Exercise aim - This exercise calls for every line of the data below with the string "specific" in it.

Excerpted data -

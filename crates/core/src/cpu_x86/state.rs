//! Persisted CPU state and machine-description parsing.
//!
//! A snapshot is a flat record of every architectural and hidden register,
//! including the lazy flag cache words, round-tripped through JSON the way
//! the rest of the emulator persists component state.

use super::interrupt::CpuError;
use super::segment::{DescTableReg, SegReg};
use super::{CpuModel, CpuX86, CycleTable, IntFlags, OpFlags};
use crate::Bus;
use serde::{Deserialize, Serialize};
use serde_json::Value;

/// Flat snapshot record.
#[derive(Debug, Clone, Serialize, Deserialize)]
pub struct CpuSnapshot {
    pub model: CpuModel,
    pub regs: [u32; 8],
    pub eip: u32,
    pub ps: u32,
    pub res_dst: u32,
    pub res_src: u32,
    pub res_arith: u32,
    pub res_logic: u32,
    pub res_type: u32,
    pub segs: [SegReg; 6],
    pub cpl: u8,
    pub gdt: DescTableReg,
    pub idt: DescTableReg,
    pub ldt: SegReg,
    pub tr: SegReg,
    pub cr0: u32,
    pub cr2: u32,
    pub cr3: u32,
    pub dr: [u32; 8],
    pub int_flags: u32,
    pub op_flags: u32,
    pub op_prefixes: u32,
    pub intr_vector: Option<u8>,
    pub nfault: Option<u8>,
    pub halted: bool,
    pub cycles: u64,
}

/// The CPU entry of a machine description. Unknown keys are ignored.
#[derive(Debug, Clone)]
pub struct CpuConfig {
    pub model: CpuModel,
    pub auto_start: bool,
}

impl Default for CpuConfig {
    fn default() -> Self {
        CpuConfig {
            model: CpuModel::Intel8086,
            auto_start: false,
        }
    }
}

impl CpuConfig {
    /// Parse a machine-description component entry. `autoStart` is forced
    /// off when the machine is being constructed programmatically.
    pub fn from_value(v: &Value, programmatic: bool) -> Result<Self, CpuError> {
        let model = match v.get("model") {
            None => CpuModel::Intel8086,
            Some(m) => {
                let n = m
                    .as_u64()
                    .or_else(|| m.as_str().and_then(|s| s.parse().ok()))
                    .ok_or_else(|| CpuError::Config(format!("bad model entry: {}", m)))?;
                CpuModel::from_number(n as u32)
                    .ok_or_else(|| CpuError::Config(format!("unsupported model {}", n)))?
            }
        };
        let auto_start = !programmatic
            && v.get("autoStart").and_then(Value::as_bool).unwrap_or(false);
        Ok(CpuConfig { model, auto_start })
    }
}

impl<B: Bus> CpuX86<B> {
    /// Capture a snapshot of the full CPU state.
    pub fn snapshot(&self) -> CpuSnapshot {
        CpuSnapshot {
            model: self.model(),
            regs: self.regs,
            eip: self.eip,
            ps: self.ps,
            res_dst: self.res_dst,
            res_src: self.res_src,
            res_arith: self.res_arith,
            res_logic: self.res_logic,
            res_type: self.res_type,
            segs: self.segs.clone(),
            cpl: self.cpl,
            gdt: self.gdt,
            idt: self.idt,
            ldt: self.ldt.clone(),
            tr: self.tr.clone(),
            cr0: self.cr0,
            cr2: self.cr2,
            cr3: self.cr3,
            dr: self.dr,
            int_flags: self.int_flags.bits(),
            op_flags: self.op_flags.bits(),
            op_prefixes: self.op_prefixes.bits(),
            intr_vector: self.intr_vector,
            nfault: self.nfault,
            halted: self.is_halted(),
            cycles: self.cycles,
        }
    }

    /// Restore a previously captured snapshot.
    pub fn restore(&mut self, s: &CpuSnapshot) {
        self.set_model(s.model);
        self.regs = s.regs;
        self.eip = s.eip;
        self.ps = s.ps;
        self.res_dst = s.res_dst;
        self.res_src = s.res_src;
        self.res_arith = s.res_arith;
        self.res_logic = s.res_logic;
        self.res_type = s.res_type;
        self.segs = s.segs.clone();
        self.cpl = s.cpl;
        self.gdt = s.gdt;
        self.idt = s.idt;
        self.ldt = s.ldt.clone();
        self.tr = s.tr.clone();
        self.cr0 = s.cr0;
        self.cr2 = s.cr2;
        self.cr3 = s.cr3;
        self.dr = s.dr;
        self.int_flags = IntFlags::from_bits_truncate(s.int_flags);
        self.op_flags = OpFlags::from_bits_truncate(s.op_flags);
        self.op_prefixes = OpFlags::from_bits_truncate(s.op_prefixes);
        self.intr_vector = s.intr_vector;
        self.nfault = s.nfault;
        self.set_halted(s.halted);
        self.cycles = s.cycles;
        self.cyc = CycleTable::for_model(s.model);
    }

    /// JSON save state, in the shape the machine container persists.
    pub fn save_state(&self) -> Value {
        serde_json::to_value(self.snapshot()).unwrap_or(Value::Null)
    }

    /// Load a JSON save state produced by [`CpuX86::save_state`].
    pub fn load_state(&mut self, v: &Value) -> Result<(), CpuError> {
        let snap: CpuSnapshot = serde_json::from_value(v.clone())
            .map_err(|e| CpuError::Snapshot(e.to_string()))?;
        self.restore(&snap);
        Ok(())
    }
}
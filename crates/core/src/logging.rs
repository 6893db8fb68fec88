//! Leveled, categorized logging for the CPU core.
//!
//! Configuration lives in a process-global [`LogConfig`] driven by atomics,
//! so the hot path costs one relaxed load when logging is off. Messages are
//! built lazily through closures and can be mirrored to a file through a
//! background writer thread so emulation never blocks on disk I/O. A
//! sliding-window rate limit per category keeps a misbehaving guest from
//! flooding the host with millions of identical lines per emulated second.

use std::collections::VecDeque;
use std::fs::OpenOptions;
use std::io::Write;
use std::path::PathBuf;
use std::sync::atomic::{AtomicBool, AtomicU8, AtomicUsize, Ordering};
use std::sync::mpsc::{channel, Sender};
use std::sync::Mutex;
use std::thread;
use std::time::{Duration, Instant};

/// Log level for controlling verbosity.
#[derive(Debug, Clone, Copy, PartialEq, Eq, PartialOrd, Ord)]
#[repr(u8)]
pub enum LogLevel {
    Off = 0,
    Error = 1,
    Warn = 2,
    Info = 3,
    Debug = 4,
    Trace = 5,
}

impl LogLevel {
    /// Parse a log level from a string (case-insensitive).
    #[allow(clippy::should_implement_trait)]
    pub fn from_str(s: &str) -> Option<Self> {
        match s.to_ascii_lowercase().as_str() {
            "off" | "0" => Some(LogLevel::Off),
            "error" | "err" | "1" => Some(LogLevel::Error),
            "warn" | "warning" | "2" => Some(LogLevel::Warn),
            "info" | "3" => Some(LogLevel::Info),
            "debug" | "4" => Some(LogLevel::Debug),
            "trace" | "5" => Some(LogLevel::Trace),
            _ => None,
        }
    }

    fn from_u8(v: u8) -> Self {
        match v {
            1 => LogLevel::Error,
            2 => LogLevel::Warn,
            3 => LogLevel::Info,
            4 => LogLevel::Debug,
            5 => LogLevel::Trace,
            _ => LogLevel::Off,
        }
    }
}

/// Logging category, one per core subsystem.
#[derive(Debug, Clone, Copy, PartialEq, Eq, Hash)]
pub enum LogCategory {
    /// Instruction execution and dispatch.
    Cpu,
    /// Linear bus and paging traffic.
    Bus,
    /// Segment register and descriptor activity.
    Segment,
    /// Interrupts, faults, and exception escalation.
    Interrupt,
    /// TSS task switches.
    Task,
    /// Unimplemented features and stubs.
    Stub,
}

const CATEGORY_COUNT: usize = 6;

impl LogCategory {
    fn index(self) -> usize {
        match self {
            LogCategory::Cpu => 0,
            LogCategory::Bus => 1,
            LogCategory::Segment => 2,
            LogCategory::Interrupt => 3,
            LogCategory::Task => 4,
            LogCategory::Stub => 5,
        }
    }
}

/// Sliding one-second window limiting output per category: timestamps of
/// recent lines are kept per category and evicted as they age out, so the
/// cap applies to any one-second span rather than to fixed wall-clock
/// buckets.
struct RateLimiter {
    max_per_second: AtomicUsize,
    window: Duration,
    windows: Mutex<[Window; CATEGORY_COUNT]>,
}

#[derive(Default)]
struct Window {
    stamps: VecDeque<Instant>,
    dropped: usize,
}

impl RateLimiter {
    fn new(max_per_second: usize) -> Self {
        Self {
            max_per_second: AtomicUsize::new(max_per_second),
            window: Duration::from_secs(1),
            windows: Mutex::new(std::array::from_fn(|_| Window::default())),
        }
    }

    /// Returns (allowed, dropped-count-to-report).
    fn admit(&self, category: LogCategory) -> (bool, usize) {
        let now = Instant::now();
        let max = self.max_per_second.load(Ordering::Relaxed);
        let mut windows = self.windows.lock().unwrap();
        let w = &mut windows[category.index()];

        // Evict timestamps that have slid out of the window.
        while let Some(&front) = w.stamps.front() {
            if now.duration_since(front) > self.window {
                w.stamps.pop_front();
            } else {
                break;
            }
        }

        if w.stamps.len() < max {
            w.stamps.push_back(now);
            let dropped = std::mem::take(&mut w.dropped);
            (true, dropped)
        } else {
            w.dropped += 1;
            (false, 0)
        }
    }
}

/// Global logging configuration.
pub struct LogConfig {
    global_level: AtomicU8,
    category_levels: [AtomicU8; CATEGORY_COUNT],
    file_sender: Mutex<Option<Sender<String>>>,
    file_enabled: AtomicBool,
    limiter: RateLimiter,
}

impl LogConfig {
    fn new() -> Self {
        Self {
            global_level: AtomicU8::new(LogLevel::Off as u8),
            category_levels: Default::default(),
            file_sender: Mutex::new(None),
            file_enabled: AtomicBool::new(false),
            limiter: RateLimiter::new(60),
        }
    }

    /// Process-wide singleton.
    pub fn global() -> &'static Self {
        use std::sync::OnceLock;
        static INSTANCE: OnceLock<LogConfig> = OnceLock::new();
        INSTANCE.get_or_init(LogConfig::new)
    }

    /// Set the level applied to categories without a specific level.
    pub fn set_global_level(&self, level: LogLevel) {
        self.global_level.store(level as u8, Ordering::Relaxed);
    }

    pub fn global_level(&self) -> LogLevel {
        LogLevel::from_u8(self.global_level.load(Ordering::Relaxed))
    }

    /// Set a category-specific level, overriding the global one.
    pub fn set_level(&self, category: LogCategory, level: LogLevel) {
        self.category_levels[category.index()].store(level as u8, Ordering::Relaxed);
    }

    pub fn level(&self, category: LogCategory) -> LogLevel {
        LogLevel::from_u8(self.category_levels[category.index()].load(Ordering::Relaxed))
    }

    /// True when a message at `level` should be emitted for `category`.
    pub fn should_log(&self, category: LogCategory, level: LogLevel) -> bool {
        let specific = self.level(category);
        if specific != LogLevel::Off {
            level <= specific
        } else {
            level <= self.global_level()
        }
    }

    /// Turn everything off.
    pub fn reset(&self) {
        self.set_global_level(LogLevel::Off);
        for lv in &self.category_levels {
            lv.store(LogLevel::Off as u8, Ordering::Relaxed);
        }
    }

    /// Cap on emitted lines per category per second.
    pub fn set_rate_limit(&self, max_per_second: usize) {
        self.limiter
            .max_per_second
            .store(max_per_second, Ordering::Relaxed);
    }

    /// Mirror output to a file through a background writer thread.
    pub fn set_log_file(&self, path: PathBuf) -> std::io::Result<()> {
        let mut file = OpenOptions::new().create(true).append(true).open(path)?;
        let (sender, receiver) = channel::<String>();

        thread::Builder::new()
            .name("cpu-log-writer".to_string())
            .spawn(move || {
                while let Ok(line) = receiver.recv() {
                    let _ = writeln!(file, "{}", line);
                    let _ = file.flush();
                }
                let _ = file.flush();
            })?;

        *self.file_sender.lock().unwrap() = Some(sender);
        self.file_enabled.store(true, Ordering::Relaxed);
        Ok(())
    }

    /// Stop mirroring to the file; the writer thread exits on its own.
    pub fn clear_log_file(&self) {
        *self.file_sender.lock().unwrap() = None;
        self.file_enabled.store(false, Ordering::Relaxed);
    }

    fn emit(&self, message: &str) {
        if self.file_enabled.load(Ordering::Relaxed) {
            let sender = self.file_sender.lock().unwrap();
            if let Some(ref s) = *sender {
                if s.send(message.to_string()).is_ok() {
                    return;
                }
            }
        }
        eprintln!("{}", message);
    }
}

/// Log a message; the closure only runs when the category/level is enabled
/// and the rate limiter admits the line.
pub fn log<F>(category: LogCategory, level: LogLevel, message_fn: F)
where
    F: FnOnce() -> String,
{
    let config = LogConfig::global();
    if !config.should_log(category, level) {
        return;
    }
    let (allowed, dropped) = config.limiter.admit(category);
    if dropped > 0 {
        config.emit(&format!(
            "[{:?}] rate limit: {} message(s) dropped in the last second",
            category, dropped
        ));
    }
    if allowed {
        config.emit(&message_fn());
    }
}

#[cfg(test)]
mod tests {
    use super::*;

    #[test]
    fn level_parsing() {
        assert_eq!(LogLevel::from_str("off"), Some(LogLevel::Off));
        assert_eq!(LogLevel::from_str("ERR"), Some(LogLevel::Error));
        assert_eq!(LogLevel::from_str("warning"), Some(LogLevel::Warn));
        assert_eq!(LogLevel::from_str("3"), Some(LogLevel::Info));
        assert_eq!(LogLevel::from_str("trace"), Some(LogLevel::Trace));
        assert_eq!(LogLevel::from_str("bogus"), None);
    }

    #[test]
    fn level_ordering() {
        assert!(LogLevel::Off < LogLevel::Error);
        assert!(LogLevel::Error < LogLevel::Warn);
        assert!(LogLevel::Warn < LogLevel::Info);
        assert!(LogLevel::Info < LogLevel::Debug);
        assert!(LogLevel::Debug < LogLevel::Trace);
    }

    #[test]
    fn category_overrides_global() {
        let config = LogConfig::new();
        config.set_global_level(LogLevel::Error);
        config.set_level(LogCategory::Segment, LogLevel::Debug);

        assert!(config.should_log(LogCategory::Segment, LogLevel::Debug));
        assert!(!config.should_log(LogCategory::Bus, LogLevel::Warn));
        assert!(config.should_log(LogCategory::Bus, LogLevel::Error));
    }

    #[test]
    fn rate_limiter_admits_within_budget() {
        let limiter = RateLimiter::new(10);
        for _ in 0..10 {
            let (allowed, _) = limiter.admit(LogCategory::Cpu);
            assert!(allowed);
        }
        let (allowed, _) = limiter.admit(LogCategory::Cpu);
        assert!(!allowed);
        // An independent category still has budget.
        let (allowed, _) = limiter.admit(LogCategory::Interrupt);
        assert!(allowed);
    }

    #[test]
    fn rate_limiter_window_slides() {
        let limiter = RateLimiter::new(3);
        for _ in 0..3 {
            assert!(limiter.admit(LogCategory::Bus).0);
        }
        assert!(!limiter.admit(LogCategory::Bus).0);

        // Wait past the window so the old timestamps age out.
        std::thread::sleep(Duration::from_millis(1100));
        let (allowed, dropped) = limiter.admit(LogCategory::Bus);
        assert!(allowed);
        assert_eq!(dropped, 1);
    }
}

Task output -
    /// Set the level applied to categories without a specific level.
    /// Set a category-specific level, overriding the global one.
        let specific = self.level(category);
        if specific != LogLevel::Off {
            level <= specific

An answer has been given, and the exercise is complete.